NearlyFreeSpeech.NET is about three things: fairness, innovation, and free speech.

Fairness

Our baseline pricing is designed to recover the basic costs associated with "keeping the lights on." What that means is that if every member of our service set up only sites and services that subsequently got no activity, our goal would be for them to pay exactly enough to cover the costs we incur. In other words, at such a basic level, we would pay our bills, everybody involved would make a reasonable wage, and there wouldn't be any money left over at all. Everybody pays their way, and nothing more.

Then, when sites get bigger and become more successful, that's when we start to profit. That's the essence of our intention that "our success depends entirely on your success!" However, beyond the occasional pizza, we tend to reinvest what profits we make, be it spending money on innovation, newer equipment sooner, or similar improvements. (No matter what we do or how far we come, our list of ways to make the service better always seems to gain items faster than we can cross them off.) We also like to keep a little money around so that when the really critical legal issues come up, we can fight to protect our members' privacy and service, rather than letting anybody who can hire a lawyer financially DDOS our members into submission.

Innovation

Like most web hosts, we use and depend on a lot of open source software. Unlike most web hosts, we don't depend on a proprietary control panel written by somebody else that dictates what sorts of services we can and can't offer. We use a clustered hosting network that turns downtimes that would last hours or days if your site was dependent on a specific web server into minutes, or no outage at all. On our network, moving sites that are misbehaving where they can't hurt others is the rule, not the exception. Those are some benefits of innovation.

The flip side of this is that our interface and features were entirely developed by people who march to the beat of their own drummer. It does things that others can't, and doesn't do things others can. While the result of that is something that's not for everyone, a lot of our members are kindred spirits, and they like the idea that supporting us as we chart our own course helps us support them as they chart theirs.

Free Speech

Since we started back in 2002, one of the things that's repeatedly been made clear to us is that governments aren't the biggest threat to free speech. They certainly bear watching and perpetual wariness, but they're just not the source of the everyday threats to our members' ability to express themselves.

The most common threats come from corporations and the pressure they can bring. Not a week goes by that we don't hear from some cheap lawyer about how mad some company is that some website said something that they don't like and what horrible things they're going to do to us if we don't hop to and do their bidding.
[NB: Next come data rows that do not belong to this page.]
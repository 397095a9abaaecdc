use axum::extract::rejection::{JsonRejection, PathRejection, QueryRejection};
use axum::{
    Json, Router,
    extract::{Path, Query, State},
    http::StatusCode,
    routing::get,
};
use serde::{Deserialize, Serialize};
use utoipa::{IntoParams, ToSchema};
use uuid::Uuid;

use crate::application::dto::accounts::{
    CreateProfileInput, ProfileFilter, ProfileSort, UpdateProfileInput,
};
use crate::application::dto::{SortOrder, normalize_search};
use crate::application::use_cases::profiles::crud::{
    CreateProfile, DeleteProfile, GetProfile, ListProfiles, UpdateProfile,
};
use crate::application::use_cases::profiles::technicians::{ListTeamMembers, ListTechnicians};
use crate::bootstrap::app_context::AppContext;
use crate::domain::accounts::profile::Profile;
use crate::domain::accounts::user::{Role, User};
use crate::presentation::http::TeamIdQuery;
use crate::presentation::http::auth::CurrentUser;
use crate::presentation::http::double_option::{DoubleOption, deserialize_double_option};
use crate::presentation::http::error::{ApiError, ApiResult};

#[derive(Debug, Serialize, ToSchema)]
pub struct UserSummary {
    pub id: Uuid,
    pub username: String,
    pub email: String,
    pub first_name: String,
    pub last_name: String,
    pub full_name: String,
    pub is_active: bool,
}

impl From<User> for UserSummary {
    fn from(u: User) -> Self {
        UserSummary {
            full_name: u.full_name(),
            id: u.id,
            username: u.username,
            email: u.email,
            first_name: u.first_name,
            last_name: u.last_name,
            is_active: u.is_active,
        }
    }
}

#[derive(Debug, Serialize, ToSchema)]
pub struct ProfileResponse {
    pub id: Uuid,
    pub user: UserSummary,
    pub role: Role,
    pub team_id: Option<Uuid>,
    pub team_name: Option<String>,
    pub created_at: chrono::DateTime<chrono::Utc>,
}

impl From<Profile> for ProfileResponse {
    fn from(p: Profile) -> Self {
        ProfileResponse {
            id: p.id,
            user: p.user.into(),
            role: p.role,
            team_id: p.team_id,
            team_name: p.team_name,
            created_at: p.created_at,
        }
    }
}

#[derive(Debug, Deserialize, IntoParams)]
#[into_params(parameter_in = Query)]
pub struct ProfileListQuery {
    pub role: Option<Role>,
    pub team: Option<Uuid>,
    /// Matches username, first and last name
    pub search: Option<String>,
    /// `username`, `role`, prefixed with `-` for descending
    pub ordering: Option<String>,
}

#[derive(Debug, Deserialize, ToSchema)]
pub struct CreateProfileRequest {
    pub username: String,
    pub password: String,
    #[serde(default)]
    pub email: String,
    #[serde(default)]
    pub first_name: String,
    #[serde(default)]
    pub last_name: String,
    #[serde(default = "default_role")]
    pub role: Role,
    pub team_id: Option<Uuid>,
}

fn default_role() -> Role {
    Role::User
}

#[derive(Debug, Default, Deserialize, ToSchema)]
pub struct UpdateProfileRequest {
    pub role: Option<Role>,
    #[serde(default, deserialize_with = "deserialize_double_option")]
    #[schema(value_type = Option<Uuid>)]
    pub team_id: DoubleOption<Uuid>,
    pub email: Option<String>,
    pub first_name: Option<String>,
    pub last_name: Option<String>,
    pub is_active: Option<bool>,
    pub password: Option<String>,
}

pub fn routes(ctx: AppContext) -> Router {
    Router::new()
        .route("/profiles", get(list_profiles).post(create_profile))
        .route("/profiles/technicians", get(list_technicians))
        .route("/profiles/by_team", get(profiles_by_team))
        .route(
            "/profiles/:id",
            get(get_profile)
                .patch(update_profile)
                .put(update_profile)
                .delete(delete_profile),
        )
        .with_state(ctx)
}

fn respond(profiles: Vec<Profile>) -> Json<Vec<ProfileResponse>> {
    Json(profiles.into_iter().map(Into::into).collect())
}

#[utoipa::path(get, path = "/api/profiles", tag = "Profiles",
    params(ProfileListQuery),
    responses((status = 200, body = [ProfileResponse])))]
pub async fn list_profiles(
    State(ctx): State<AppContext>,
    _user: CurrentUser,
    query: Result<Query<ProfileListQuery>, QueryRejection>,
) -> ApiResult<Json<Vec<ProfileResponse>>> {
    let Query(q) = query?;
    let filter = ProfileFilter {
        role: q.role,
        team_id: q.team,
        search: normalize_search(q.search),
        ordering: SortOrder::parse_or(q.ordering.as_deref(), SortOrder::asc(ProfileSort::Username)),
    };
    let repo = ctx.user_repo();
    let profiles = ListProfiles {
        repo: repo.as_ref(),
    }
    .execute(&filter)
    .await?;
    Ok(respond(profiles))
}

#[utoipa::path(get, path = "/api/profiles/technicians", tag = "Profiles",
    params(TeamIdQuery),
    responses((status = 200, body = [ProfileResponse])))]
pub async fn list_technicians(
    State(ctx): State<AppContext>,
    _user: CurrentUser,
    query: Result<Query<TeamIdQuery>, QueryRejection>,
) -> ApiResult<Json<Vec<ProfileResponse>>> {
    let Query(q) = query?;
    let repo = ctx.user_repo();
    let profiles = ListTechnicians {
        repo: repo.as_ref(),
    }
    .execute(q.optional()?)
    .await?;
    Ok(respond(profiles))
}

#[utoipa::path(get, path = "/api/profiles/by_team", tag = "Profiles",
    params(TeamIdQuery),
    responses((status = 200, body = [ProfileResponse]), (status = 400, body = crate::presentation::http::error::ErrorBody)))]
pub async fn profiles_by_team(
    State(ctx): State<AppContext>,
    _user: CurrentUser,
    query: Result<Query<TeamIdQuery>, QueryRejection>,
) -> ApiResult<Json<Vec<ProfileResponse>>> {
    let Query(q) = query?;
    let team_id = q.required()?;
    let repo = ctx.user_repo();
    let profiles = ListTeamMembers {
        repo: repo.as_ref(),
    }
    .execute(team_id)
    .await?;
    Ok(respond(profiles))
}

#[utoipa::path(post, path = "/api/profiles", tag = "Profiles", request_body = CreateProfileRequest,
    responses((status = 201, body = ProfileResponse), (status = 400, body = crate::presentation::http::error::ErrorBody)))]
pub async fn create_profile(
    State(ctx): State<AppContext>,
    _user: CurrentUser,
    payload: Result<Json<CreateProfileRequest>, JsonRejection>,
) -> ApiResult<(StatusCode, Json<ProfileResponse>)> {
    let Json(req) = payload?;
    let users = ctx.user_repo();
    let teams = ctx.team_repo();
    let profile = CreateProfile {
        users: users.as_ref(),
        teams: teams.as_ref(),
    }
    .execute(CreateProfileInput {
        username: req.username,
        password: req.password,
        email: req.email,
        first_name: req.first_name,
        last_name: req.last_name,
        role: req.role,
        team_id: req.team_id,
    })
    .await?;
    Ok((StatusCode::CREATED, Json(profile.into())))
}

#[utoipa::path(get, path = "/api/profiles/{id}", tag = "Profiles",
    params(("id" = Uuid, Path, description = "Profile id")),
    responses((status = 200, body = ProfileResponse), (status = 404, body = crate::presentation::http::error::ErrorBody)))]
pub async fn get_profile(
    State(ctx): State<AppContext>,
    _user: CurrentUser,
    path: Result<Path<Uuid>, PathRejection>,
) -> ApiResult<Json<ProfileResponse>> {
    let Path(id) = path?;
    let repo = ctx.user_repo();
    let profile = GetProfile {
        repo: repo.as_ref(),
    }
    .execute(id)
    .await?
    .ok_or(ApiError::NotFound)?;
    Ok(Json(profile.into()))
}

#[utoipa::path(patch, path = "/api/profiles/{id}", tag = "Profiles",
    params(("id" = Uuid, Path, description = "Profile id")),
    request_body = UpdateProfileRequest,
    responses((status = 200, body = ProfileResponse)))]
pub async fn update_profile(
    State(ctx): State<AppContext>,
    _user: CurrentUser,
    path: Result<Path<Uuid>, PathRejection>,
    payload: Result<Json<UpdateProfileRequest>, JsonRejection>,
) -> ApiResult<Json<ProfileResponse>> {
    let Path(id) = path?;
    let Json(req) = payload?;
    let users = ctx.user_repo();
    let teams = ctx.team_repo();
    let profile = UpdateProfile {
        users: users.as_ref(),
        teams: teams.as_ref(),
    }
    .execute(
        id,
        UpdateProfileInput {
            role: req.role,
            team_id: req.team_id.into_patch(),
            email: req.email,
            first_name: req.first_name,
            last_name: req.last_name,
            is_active: req.is_active,
            password: req.password,
        },
    )
    .await?;
    Ok(Json(profile.into()))
}

#[utoipa::path(delete, path = "/api/profiles/{id}", tag = "Profiles",
    params(("id" = Uuid, Path, description = "Profile id")),
    responses((status = 204)))]
pub async fn delete_profile(
    State(ctx): State<AppContext>,
    user: CurrentUser,
    path: Result<Path<Uuid>, PathRejection>,
) -> ApiResult<StatusCode> {
    let Path(id) = path?;
    let repo = ctx.user_repo();
    let deleted = DeleteProfile {
        repo: repo.as_ref(),
    }
    .execute(id)
    .await?;
    if !deleted {
        return Err(ApiError::NotFound);
    }
    tracing::info!(profile_id = %id, user_id = %user.0.user.id, "profile_deleted");
    Ok(StatusCode::NO_CONTENT)
}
We know where the line is. We know what our legal protections are, and how far they go. We know how to tell intimidation from legitimate complaints (which, sadly, do come up from time to time). As a result, we've been successfully telling the corporate blowhards who think intimidation gets results where to stuff it since 2002, and at this point, we're awfully good at it.

(Please don't take this as an invitation to violate our Terms & Conditions of Service. That's a betrayal of the trust we place in each and every member to play by the rules, and when that trust is violated, we come down a lot harder than any corporate thug. In fact, we would go so far as to say that in such a case, we would strike down upon you with great vengeance and furious anger.)